St Gilbert (1083-1190) founded an order after failing to gain the assistance of the Cistercians for a group of women. His order included nuns, who followed the Rule of St Benedict with a Cistercian spirituality, supported by lay-sisters, lay brothers, and canons who followed the Rule of St Augustine (to say Mass and provide spiritual direction to the nuns). By the time of the dissolution of the monasteries, there were 28 houses of the Order in England.
St Gilbert himself was born at Sempringham, near Bourne in Lincolnshire, the son of the local lord. There is some evidence that he was physically disabled. In any case, he studied theology at the University of Paris, and on his return in 1120 he became a clerk in the household of Robert Bloet, Bishop of Lincoln, where he started a school for boys and girls. He was eventually ordained a priest.
When his father died in 1130 he became lord of the manor of Sempringham, and immediately began using his inherited wealth to fund expansion of the Gilbertines, his new order. Eventually he had a chain of twenty-six convents, monasteries and missions.

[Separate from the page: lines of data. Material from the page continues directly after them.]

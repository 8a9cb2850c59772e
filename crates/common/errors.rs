use thiserror::Error;

/// Reasons a block can be rejected before any transaction runs.
#[derive(Debug, Error, Clone, PartialEq, Eq)]
pub enum InvalidBlockError {
    #[error("Block number is not parent number + 1")]
    NonConsecutiveNumber,
    #[error("Timestamp is not later than the parent's")]
    TimestampNotMonotonic,
    #[error("Gas limit moved more than allowed from the parent's")]
    GasLimitOutOfBounds,
    #[error("Gas limit below the protocol minimum")]
    GasLimitTooLow,
    #[error("Gas used exceeds the gas limit")]
    GasUsedExceedsLimit,
    #[error("Extra data longer than 32 bytes")]
    ExtraDataTooLong,
    #[error("Difficulty does not match the adjustment formula")]
    DifficultyMismatch,
    #[error("Transactions root does not match the block body")]
    TransactionsRootMismatch,
    #[error("Ommers hash does not match the block body")]
    OmmersHashMismatch,
    #[error("Too many ommers")]
    TooManyOmmers,
    #[error("Ommer is not a child of a recent ancestor")]
    OmmerUnrelated,
    #[error("Ommer was already included")]
    OmmerAlreadyIncluded,
    #[error("Ommer is an ancestor of the block")]
    OmmerIsAncestor,
    #[error("Ommer header is invalid: {0}")]
    InvalidOmmerHeader(String),
}
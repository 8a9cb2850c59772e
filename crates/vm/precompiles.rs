//! Precompiled contracts: fixed-address contracts whose behavior is
//! native code rather than interpreted bytecode.
//!
//! When the call target is a precompile the interpreter is bypassed: if
//! the forwarded gas covers the cost the output is produced and the cost
//! deducted; otherwise all forwarded gas is consumed and the call fails
//! with empty output.

use crate::errors::{InternalError, PrecompileError, VMError};
use bytes::Bytes;
use ethereum_types::{Address, H160, H256, U256};
use hearth_common::crypto;
use ripemd::Ripemd160;
use sha2::{Digest, Sha256};

pub const ECRECOVER_COST: u64 = 3000;
pub const SHA2_256_STATIC_COST: u64 = 60;
pub const SHA2_256_DYNAMIC_BASE: u64 = 12;
pub const RIPEMD_160_STATIC_COST: u64 = 600;
pub const RIPEMD_160_DYNAMIC_BASE: u64 = 120;
pub const IDENTITY_STATIC_COST: u64 = 15;
pub const IDENTITY_DYNAMIC_BASE: u64 = 3;

pub struct Precompile {
    pub address: H160,
    pub name: &'static str,
}

pub const ECRECOVER: Precompile = Precompile {
    address: H160([
        0x00, 0x00, 0x00, 0x00, 0x00, 0x00, 0x00, 0x00, 0x00, 0x00, 0x00, 0x00, 0x00, 0x00, 0x00,
        0x00, 0x00, 0x00, 0x00, 0x01,
    ]),
    name: "ECREC",
};

pub const SHA2_256: Precompile = Precompile {
    address: H160([
        0x00, 0x00, 0x00, 0x00, 0x00, 0x00, 0x00, 0x00, 0x00, 0x00, 0x00, 0x00, 0x00, 0x00, 0x00,
        0x00, 0x00, 0x00, 0x00, 0x02,
    ]),
    name: "SHA256",
};

pub const RIPEMD_160: Precompile = Precompile {
    address: H160([
        0x00, 0x00, 0x00, 0x00, 0x00, 0x00, 0x00, 0x00, 0x00, 0x00, 0x00, 0x00, 0x00, 0x00, 0x00,
        0x00, 0x00, 0x00, 0x00, 0x03,
    ]),
    name: "RIPEMD160",
};

pub const IDENTITY: Precompile = Precompile {
    address: H160([
        0x00, 0x00, 0x00, 0x00, 0x00, 0x00, 0x00, 0x00, 0x00, 0x00, 0x00, 0x00, 0x00, 0x00, 0x00,
        0x00, 0x00, 0x00, 0x00, 0x04,
    ]),
    name: "ID",
};

pub const PRECOMPILES: [Precompile; 4] = [ECRECOVER, SHA2_256, RIPEMD_160, IDENTITY];

pub fn is_precompile(address: &Address) -> bool {
    PRECOMPILES
        .iter()
        .any(|precompile| precompile.address == *address)
}

/// Runs the precompile at `address`, returning its output and the gas it
/// consumed out of `gas_limit`.
pub fn execute_precompile(
    address: Address,
    calldata: &Bytes,
    gas_limit: u64,
) -> Result<(Bytes, u64), VMError> {
    let mut gas_remaining = gas_limit;
    let output = if address == ECRECOVER.address {
        ecrecover(calldata, &mut gas_remaining)?
    } else if address == SHA2_256.address {
        sha2_256(calldata, &mut gas_remaining)?
    } else if address == RIPEMD_160.address {
        ripemd_160(calldata, &mut gas_remaining)?
    } else if address == IDENTITY.address {
        identity(calldata, &mut gas_remaining)?
    } else {
        return Err(InternalError::TypeConversion.into());
    };
    Ok((output, gas_limit - gas_remaining))
}

/// Deducts the cost, or fails the whole call when the budget is short.
fn increase_precompile_consumed_gas(
    gas_cost: u64,
    gas_remaining: &mut u64,
) -> Result<(), VMError> {
    *gas_remaining = gas_remaining
        .checked_sub(gas_cost)
        .ok_or(PrecompileError::NotEnoughGas)?;
    Ok(())
}

/// Static plus per-word cost of the hashing precompiles.
fn linear_cost(input_len: usize, static_cost: u64, word_cost: u64) -> Result<u64, VMError> {
    let words = (input_len as u64).div_ceil(32);
    word_cost
        .checked_mul(words)
        .and_then(|dynamic| static_cost.checked_add(dynamic))
        .ok_or(PrecompileError::NotEnoughGas.into())
}

/// Pads the calldata with zeros up to `target_len`; longer inputs are
/// kept as-is.
fn fill_with_zeros(calldata: &Bytes, target_len: usize) -> Bytes {
    if calldata.len() >= target_len {
        return calldata.clone();
    }
    let mut padded = calldata.to_vec();
    padded.resize(target_len, 0);
    padded.into()
}

/// ## ECRECOVER precompile (0x01).
///
/// Input is 128 bytes (zero-padded if shorter):
///   [0..32)  : signed digest
///   [32..64) : v (27 or 28)
///   [64..128): r || s
///
/// Returns the recovered address left-padded to 32 bytes, or an empty
/// output for an invalid signature. Cost: flat 3000.
pub fn ecrecover(calldata: &Bytes, gas_remaining: &mut u64) -> Result<Bytes, VMError> {
    increase_precompile_consumed_gas(ECRECOVER_COST, gas_remaining)?;

    let input = fill_with_zeros(calldata, 128);

    let message_hash = H256::from_slice(&input[0..32]);
    let parity = match u8::try_from(U256::from_big_endian(&input[32..64])) {
        Ok(27) => 0,
        Ok(28) => 1,
        _ => return Ok(Bytes::new()),
    };
    let signature: [u8; 64] = input[64..128]
        .try_into()
        .map_err(|_| InternalError::TypeConversion)?;

    let Ok(address) = crypto::recover_address(&signature, parity, message_hash) else {
        return Ok(Bytes::new());
    };

    let mut output = [0u8; 32];
    output[12..].copy_from_slice(address.as_bytes());
    Ok(Bytes::copy_from_slice(&output))
}

/// ## SHA256 precompile (0x02). Cost: `60 + 12 * ceil(len / 32)`.
pub fn sha2_256(calldata: &Bytes, gas_remaining: &mut u64) -> Result<Bytes, VMError> {
    let cost = linear_cost(calldata.len(), SHA2_256_STATIC_COST, SHA2_256_DYNAMIC_BASE)?;
    increase_precompile_consumed_gas(cost, gas_remaining)?;

    let digest = Sha256::digest(calldata);
    Ok(Bytes::copy_from_slice(&digest))
}

/// ## RIPEMD160 precompile (0x03). The 20-byte digest is left-padded to
/// 32 bytes. Cost: `600 + 120 * ceil(len / 32)`.
pub fn ripemd_160(calldata: &Bytes, gas_remaining: &mut u64) -> Result<Bytes, VMError> {
    let cost = linear_cost(
        calldata.len(),
        RIPEMD_160_STATIC_COST,
        RIPEMD_160_DYNAMIC_BASE,
    )?;
    increase_precompile_consumed_gas(cost, gas_remaining)?;

    let digest = Ripemd160::digest(calldata);
    let mut output = [0u8; 32];
    output[12..].copy_from_slice(&digest);
    Ok(Bytes::copy_from_slice(&output))
}

/// ## IDENTITY precompile (0x04). Cost: `15 + 3 * ceil(len / 32)`.
pub fn identity(calldata: &Bytes, gas_remaining: &mut u64) -> Result<Bytes, VMError> {
    let cost = linear_cost(calldata.len(), IDENTITY_STATIC_COST, IDENTITY_DYNAMIC_BASE)?;
    increase_precompile_consumed_gas(cost, gas_remaining)?;
    Ok(calldata.clone())
}

#[cfg(test)]
mod tests {
    use super::*;
    use hex_literal::hex;

    #[test]
    fn identity_returns_input() {
        let input = Bytes::from(vec![1, 2, 3]);
        let (output, gas_used) =
            execute_precompile(IDENTITY.address.into(), &input, 100).unwrap();
        assert_eq!(output, input);
        assert_eq!(gas_used, 15 + 3);
    }

    #[test]
    fn precompile_without_budget_fails() {
        let input = Bytes::from(vec![0u8; 32]);
        let err = execute_precompile(SHA2_256.address.into(), &input, 10);
        assert!(err.is_err());
    }

    #[test]
    fn sha2_256_digest_and_cost() {
        let (output, gas_used) =
            execute_precompile(SHA2_256.address.into(), &Bytes::new(), 1_000).unwrap();
        assert_eq!(
            output.as_ref(),
            hex!("e3b0c44298fc1c149afbf4c8996fb92427ae41e4649b934ca495991b7852b855")
        );
        assert_eq!(gas_used, 60);
    }

    #[test]
    fn ripemd_160_left_pads_digest() {
        let (output, gas_used) =
            execute_precompile(RIPEMD_160.address.into(), &Bytes::new(), 1_000).unwrap();
        assert_eq!(&output[..12], &[0u8; 12]);
        assert_eq!(
            &output[12..],
            hex!("9c1185a5c5e9fc54612808977ee8f548b2258d31")
        );
        assert_eq!(gas_used, 600);
    }

    #[test]
    fn ecrecover_all_zero_input_is_empty_success() {
        let input = Bytes::from(vec![0u8; 128]);
        let (output, gas_used) =
            execute_precompile(ECRECOVER.address.into(), &input, 5_000).unwrap();
        assert!(output.is_empty());
        assert_eq!(gas_used, 3_000);
    }

    #[test]
    fn ecrecover_known_signature() {
        // Digest and signature from the EIP-155 example transaction.
        let tx = hearth_common::types::Transaction {
            nonce: 9,
            gas_price: U256::from(20_000_000_000u64),
            gas: 21_000,
            to: hearth_common::types::TxKind::Call(Address::from(hex!(
                "3535353535353535353535353535353535353535"
            ))),
            value: U256::from(10u64).pow(18.into()),
            data: Bytes::new(),
            v: U256::from(37),
            r: U256::from_dec_str(
                "18515461264373351373200002665853028612451056578545711640558177340181847433846",
            )
            .unwrap(),
            s: U256::from_dec_str(
                "46948507304638947509940763649030358759909902576025900602547168820602576006531",
            )
            .unwrap(),
        };
        let digest = tx.signature_payload(Some(1));

        let mut input = Vec::with_capacity(128);
        input.extend_from_slice(digest.as_bytes());
        let mut v = [0u8; 32];
        v[31] = 27 + ((tx.v.low_u64() - 35) % 2) as u8;
        input.extend_from_slice(&v);
        input.extend_from_slice(&tx.r.to_big_endian());
        input.extend_from_slice(&tx.s.to_big_endian());

        let (output, _) =
            execute_precompile(ECRECOVER.address.into(), &Bytes::from(input), 5_000).unwrap();
        assert_eq!(
            &output[12..],
            hex!("9d8a62f656a8d1615c1294fd71e9cfb3e4855a4f")
        );
    }
}
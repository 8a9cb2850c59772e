//! Difficulty adjustment for proof-of-work blocks.
//!
//! Covers the Frontier formula, the Homestead exponential adjustment
//! (EIP-2), the Byzantium uncle-aware variant (EIP-100), and the
//! difficulty bomb with the Byzantium (EIP-649) and Constantinople
//! (EIP-1234) delays.

use crate::types::Fork;
use ethereum_types::U256;

/// Floor for the difficulty value (2^17).
pub const MIN_DIFFICULTY: u64 = 131_072;

/// Limits how much difficulty can change per block.
const DIFFICULTY_BOUND_DIVISOR: u64 = 2048;

/// Frontier's target block time in seconds.
const FRONTIER_BLOCK_TIME_TARGET: u64 = 13;

/// Difficulty bomb delays per fork, in blocks.
mod bomb_delays {
    pub const BYZANTIUM: u64 = 3_000_000;
    pub const CONSTANTINOPLE: u64 = 5_000_000;
}

/// The canonical difficulty of a block given its parent.
pub fn calculate_difficulty(
    parent_difficulty: U256,
    parent_timestamp: u64,
    parent_has_ommers: bool,
    block_timestamp: u64,
    block_number: u64,
    fork: Fork,
) -> U256 {
    if block_number == 0 {
        // Genesis difficulty comes from the genesis file.
        return parent_difficulty;
    }

    let adjusted = if fork < Fork::Homestead {
        frontier_adjustment(parent_difficulty, parent_timestamp, block_timestamp)
    } else {
        homestead_adjustment(
            parent_difficulty,
            parent_timestamp,
            block_timestamp,
            parent_has_ommers,
            fork,
        )
    };

    let difficulty = adjusted.saturating_add(difficulty_bomb(block_number, fork));
    difficulty.max(U256::from(MIN_DIFFICULTY))
}

/// Frontier rule: step up when the block was mined faster than the target,
/// step down otherwise.
fn frontier_adjustment(
    parent_difficulty: U256,
    parent_timestamp: u64,
    block_timestamp: u64,
) -> U256 {
    let time_diff = block_timestamp.saturating_sub(parent_timestamp);
    let bound = parent_difficulty / DIFFICULTY_BOUND_DIVISOR;
    if time_diff < FRONTIER_BLOCK_TIME_TARGET {
        parent_difficulty.saturating_add(bound)
    } else {
        parent_difficulty.saturating_sub(bound)
    }
}

/// Homestead rule (EIP-2):
///
/// ```text
/// diff = parent_diff + parent_diff // 2048 * max(1 - (ts - parent_ts) // 10, -99)
/// ```
///
/// From Byzantium (EIP-100) the divisor becomes 9 and the base factor is 2
/// when the parent carried uncles.
fn homestead_adjustment(
    parent_difficulty: U256,
    parent_timestamp: u64,
    block_timestamp: u64,
    parent_has_ommers: bool,
    fork: Fork,
) -> U256 {
    let time_diff = block_timestamp.saturating_sub(parent_timestamp);
    let (base_factor, time_divisor): (i64, u64) = if fork >= Fork::Byzantium {
        (if parent_has_ommers { 2 } else { 1 }, 9)
    } else {
        (1, 10)
    };

    let sigma = (base_factor - (time_diff / time_divisor) as i64).max(-99);
    let bound = parent_difficulty / DIFFICULTY_BOUND_DIVISOR;
    if sigma >= 0 {
        parent_difficulty.saturating_add(bound * U256::from(sigma as u64))
    } else {
        parent_difficulty.saturating_sub(bound * U256::from(sigma.unsigned_abs()))
    }
}

/// Exponential component: `2^(period - 2)` with `period = number / 100_000`,
/// counted from a fork-dependent delayed block number.
fn difficulty_bomb(block_number: u64, fork: Fork) -> U256 {
    let delay = match fork {
        Fork::Constantinople => bomb_delays::CONSTANTINOPLE,
        Fork::Byzantium => bomb_delays::BYZANTIUM,
        _ => 0,
    };
    let fake_block_number = block_number.saturating_sub(delay);
    let period_count = fake_block_number / 100_000;
    if period_count <= 2 {
        return U256::zero();
    }
    let exponent = period_count - 2;
    if exponent >= 256 {
        return U256::MAX;
    }
    U256::one() << exponent
}

#[cfg(test)]
mod tests {
    use super::*;

    #[test]
    fn difficulty_never_below_minimum() {
        let result = calculate_difficulty(
            U256::from(MIN_DIFFICULTY),
            0,
            false,
            1000,
            1,
            Fork::Frontier,
        );
        assert_eq!(result, U256::from(MIN_DIFFICULTY));
    }

    #[test]
    fn frontier_fast_block_increases_difficulty() {
        let parent = U256::from(1_000_000u64);
        let result = calculate_difficulty(parent, 100, false, 101, 1, Fork::Frontier);
        assert_eq!(result, parent + parent / 2048);
    }

    #[test]
    fn frontier_slow_block_decreases_difficulty() {
        let parent = U256::from(1_000_000u64);
        let result = calculate_difficulty(parent, 100, false, 200, 1, Fork::Frontier);
        assert_eq!(result, parent - parent / 2048);
    }

    #[test]
    fn homestead_adjustment_signs() {
        let parent = U256::from(1_000_000_000u64);
        // 5 seconds: sigma = 1.
        let fast = calculate_difficulty(parent, 100, false, 105, 1_200_000, Fork::Homestead);
        assert!(fast > parent);
        // 20 seconds: sigma = -1.
        let slow = calculate_difficulty(parent, 100, false, 120, 1_200_000, Fork::Homestead);
        assert!(slow < parent);
        // 10..19 seconds: sigma = 0.
        let neutral = calculate_difficulty(parent, 100, false, 110, 1_200_000, Fork::Homestead);
        assert_eq!(neutral, parent);
    }

    #[test]
    fn bomb_inactive_in_early_periods() {
        assert_eq!(difficulty_bomb(100_000, Fork::Frontier), U256::zero());
        assert_eq!(difficulty_bomb(200_000, Fork::Frontier), U256::zero());
    }

    #[test]
    fn bomb_grows_exponentially() {
        assert_eq!(difficulty_bomb(300_001, Fork::Frontier), U256::from(2u64));
        assert_eq!(difficulty_bomb(400_001, Fork::Frontier), U256::from(4u64));
    }

    #[test]
    fn byzantium_delays_the_bomb() {
        assert_eq!(difficulty_bomb(3_100_000, Fork::Byzantium), U256::zero());
        assert_eq!(difficulty_bomb(3_300_001, Fork::Byzantium), U256::from(2u64));
    }
}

He was imprisoned in 1165 on a charge of aiding Thomas Becket when Thomas had fled from King Henry II after the council of Northampton, but he was eventually found innocent. Then, when he was 90, some of his lay brothers revolted, but he received the backing of Pope Alexander III. Gilbert resigned his office late in life because of blindness and died at Sempringham in about 1190, at the age of 106.